Dataset entries
※ ※ ※

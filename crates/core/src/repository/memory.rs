//! Reference repository keeping every row in process memory.
//!
//! Writers are serialised: an open transaction holds the table lock until it
//! commits or rolls back, and a snapshot taken at `begin` is restored on
//! rollback or when the transaction is dropped uncommitted.

use std::collections::BTreeMap;
use std::sync::Arc;

use async_trait::async_trait;
use document_service_filters::{compare_rows, matches};
use serde_json::Value;
use tokio::sync::{Mutex, OwnedMutexGuard};

use super::{RepoError, RepoResult, Repository, RowQuery, RowStore, Transaction};
use crate::document::model::{DocumentVersion, NewVersion, RowId, VersionPatch};

type UniqueFields = BTreeMap<String, Vec<String>>;

#[derive(Debug, Clone, Default)]
struct Tables {
    last_id: RowId,
    rows: BTreeMap<String, BTreeMap<RowId, DocumentVersion>>,
}

impl Tables {
    fn matching(&self, query: &RowQuery) -> Vec<&DocumentVersion> {
        let Some(table) = self.rows.get(&query.uid) else {
            return Vec::new();
        };
        let mut selected: Vec<(&DocumentVersion, Value)> = table
            .values()
            .map(|row| (row, row.to_value()))
            .filter(|(_, view)| matches(&query.filter, view))
            .collect();
        if !query.sort.is_empty() {
            selected.sort_by(|a, b| compare_rows(&a.1, &b.1, &query.sort));
        }
        selected.into_iter().map(|(row, _)| row).collect()
    }

    fn find_many(&self, query: &RowQuery) -> Vec<DocumentVersion> {
        self.matching(query)
            .into_iter()
            .skip(query.offset)
            .take(query.limit.unwrap_or(usize::MAX))
            .cloned()
            .collect()
    }

    fn count(&self, query: &RowQuery) -> u64 {
        self.matching(query).len() as u64
    }

    fn insert(&mut self, uid: &str, row: NewVersion, unique: &[String]) -> RepoResult<DocumentVersion> {
        let row = row.into_version(self.last_id + 1);
        self.check_unique(uid, &row, unique)?;
        self.last_id = row.id;
        self.rows
            .entry(uid.to_string())
            .or_default()
            .insert(row.id, row.clone());
        Ok(row)
    }

    fn update(
        &mut self,
        uid: &str,
        id: RowId,
        patch: VersionPatch,
        unique: &[String],
    ) -> RepoResult<DocumentVersion> {
        let mut row = self
            .rows
            .get(uid)
            .and_then(|table| table.get(&id))
            .cloned()
            .ok_or(RepoError::RowNotFound(id))?;
        patch.apply(&mut row);
        self.check_unique(uid, &row, unique)?;
        self.rows
            .entry(uid.to_string())
            .or_default()
            .insert(id, row.clone());
        Ok(row)
    }

    fn delete(&mut self, uid: &str, id: RowId) -> bool {
        self.rows
            .get_mut(uid)
            .is_some_and(|table| table.remove(&id).is_some())
    }

    fn delete_many(&mut self, query: &RowQuery) -> u64 {
        let ids: Vec<RowId> = self.matching(query).iter().map(|row| row.id).collect();
        let Some(table) = self.rows.get_mut(&query.uid) else {
            return 0;
        };
        ids.iter().filter(|id| table.remove(*id).is_some()).count() as u64
    }

    /// Unique values may repeat across publication states and locales, never
    /// within one (state, locale) partition.
    fn check_unique(&self, uid: &str, candidate: &DocumentVersion, unique: &[String]) -> RepoResult<()> {
        let Some(table) = self.rows.get(uid) else {
            return Ok(());
        };
        for field in unique {
            let Some(value) = candidate.data.get(field).filter(|v| !v.is_null()) else {
                continue;
            };
            let clash = table.values().any(|row| {
                row.id != candidate.id
                    && row.state() == candidate.state()
                    && row.locale == candidate.locale
                    && row.data.get(field) == Some(value)
            });
            if clash {
                return Err(RepoError::UniqueConstraint {
                    uid: uid.to_string(),
                    field: field.clone(),
                    value: value.to_string(),
                });
            }
        }
        Ok(())
    }

    fn len(&self) -> usize {
        self.rows.values().map(BTreeMap::len).sum()
    }
}

/// In-memory [`Repository`], cheap to clone (clones share storage).
#[derive(Debug, Clone, Default)]
pub struct InMemoryRepository {
    tables: Arc<Mutex<Tables>>,
    unique: Arc<UniqueFields>,
}

impl InMemoryRepository {
    pub fn new() -> Self {
        Self::default()
    }

    /// Declare unique attributes for a content type.
    pub fn with_unique_fields<I, S>(mut self, uid: &str, fields: I) -> Self
    where
        I: IntoIterator<Item = S>,
        S: Into<String>,
    {
        Arc::make_mut(&mut self.unique)
            .entry(uid.to_string())
            .or_default()
            .extend(fields.into_iter().map(Into::into));
        self
    }

    /// Total number of stored rows across all content types.
    pub async fn row_count(&self) -> usize {
        self.tables.lock().await.len()
    }

    fn unique_for(&self, uid: &str) -> &[String] {
        unique_for(&self.unique, uid)
    }
}

fn unique_for<'a>(unique: &'a UniqueFields, uid: &str) -> &'a [String] {
    unique.get(uid).map(Vec::as_slice).unwrap_or(&[])
}

#[async_trait]
impl RowStore for InMemoryRepository {
    async fn find_one(&self, query: &RowQuery) -> RepoResult<Option<DocumentVersion>> {
        Ok(self.tables.lock().await.find_many(&query.clone().limit(1)).pop())
    }

    async fn find_many(&self, query: &RowQuery) -> RepoResult<Vec<DocumentVersion>> {
        Ok(self.tables.lock().await.find_many(query))
    }

    async fn count(&self, query: &RowQuery) -> RepoResult<u64> {
        Ok(self.tables.lock().await.count(query))
    }

    async fn create(&self, uid: &str, row: NewVersion) -> RepoResult<DocumentVersion> {
        self.tables.lock().await.insert(uid, row, self.unique_for(uid))
    }

    async fn update(&self, uid: &str, id: RowId, patch: VersionPatch) -> RepoResult<DocumentVersion> {
        self.tables
            .lock()
            .await
            .update(uid, id, patch, self.unique_for(uid))
    }

    async fn delete(&self, uid: &str, id: RowId) -> RepoResult<bool> {
        Ok(self.tables.lock().await.delete(uid, id))
    }

    async fn delete_many(&self, query: &RowQuery) -> RepoResult<u64> {
        Ok(self.tables.lock().await.delete_many(query))
    }
}

#[async_trait]
impl Repository for InMemoryRepository {
    async fn begin(&self) -> RepoResult<Box<dyn Transaction>> {
        let guard = Arc::clone(&self.tables).lock_owned().await;
        let snapshot = (*guard).clone();
        tracing::trace!(rows = snapshot.len(), "Transaction started");
        Ok(Box::new(MemoryTransaction {
            tables: Mutex::new(guard),
            snapshot: Some(snapshot),
            unique: Arc::clone(&self.unique),
        }))
    }
}

/// Open transaction over an [`InMemoryRepository`].
pub struct MemoryTransaction {
    tables: Mutex<OwnedMutexGuard<Tables>>,
    /// `None` once committed or rolled back.
    snapshot: Option<Tables>,
    unique: Arc<UniqueFields>,
}

impl MemoryTransaction {
    fn restore(&mut self) -> bool {
        match self.snapshot.take() {
            Some(snapshot) => {
                **self.tables.get_mut() = snapshot;
                true
            }
            None => false,
        }
    }
}

#[async_trait]
impl RowStore for MemoryTransaction {
    async fn find_one(&self, query: &RowQuery) -> RepoResult<Option<DocumentVersion>> {
        Ok(self.tables.lock().await.find_many(&query.clone().limit(1)).pop())
    }

    async fn find_many(&self, query: &RowQuery) -> RepoResult<Vec<DocumentVersion>> {
        Ok(self.tables.lock().await.find_many(query))
    }

    async fn count(&self, query: &RowQuery) -> RepoResult<u64> {
        Ok(self.tables.lock().await.count(query))
    }

    async fn create(&self, uid: &str, row: NewVersion) -> RepoResult<DocumentVersion> {
        self.tables
            .lock()
            .await
            .insert(uid, row, unique_for(&self.unique, uid))
    }

    async fn update(&self, uid: &str, id: RowId, patch: VersionPatch) -> RepoResult<DocumentVersion> {
        self.tables
            .lock()
            .await
            .update(uid, id, patch, unique_for(&self.unique, uid))
    }

    async fn delete(&self, uid: &str, id: RowId) -> RepoResult<bool> {
        Ok(self.tables.lock().await.delete(uid, id))
    }

    async fn delete_many(&self, query: &RowQuery) -> RepoResult<u64> {
        Ok(self.tables.lock().await.delete_many(query))
    }
}

#[async_trait]
impl Transaction for MemoryTransaction {
    async fn commit(self: Box<Self>) -> RepoResult<()> {
        let mut this = self;
        this.snapshot = None;
        tracing::trace!("Transaction committed");
        Ok(())
    }

    async fn rollback(self: Box<Self>) -> RepoResult<()> {
        let mut this = self;
        this.restore();
        tracing::debug!("Transaction rolled back");
        Ok(())
    }
}

impl Drop for MemoryTransaction {
    fn drop(&mut self) {
        if self.restore() {
            tracing::warn!("Transaction dropped without commit; changes rolled back");
        }
    }
}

※ ※ ※

WORK TO COMPLETE - What you return should be the lines from the beginning of the records through the one that contains "lock until it", repeated exactly and with no additions.

COMPLETED EXERCISE -
filename crates/core/src/repository/memory.rs
//! Reference repository keeping every row in process memory.
//!
//! Writers are serialised: an open transaction holds the table lock until it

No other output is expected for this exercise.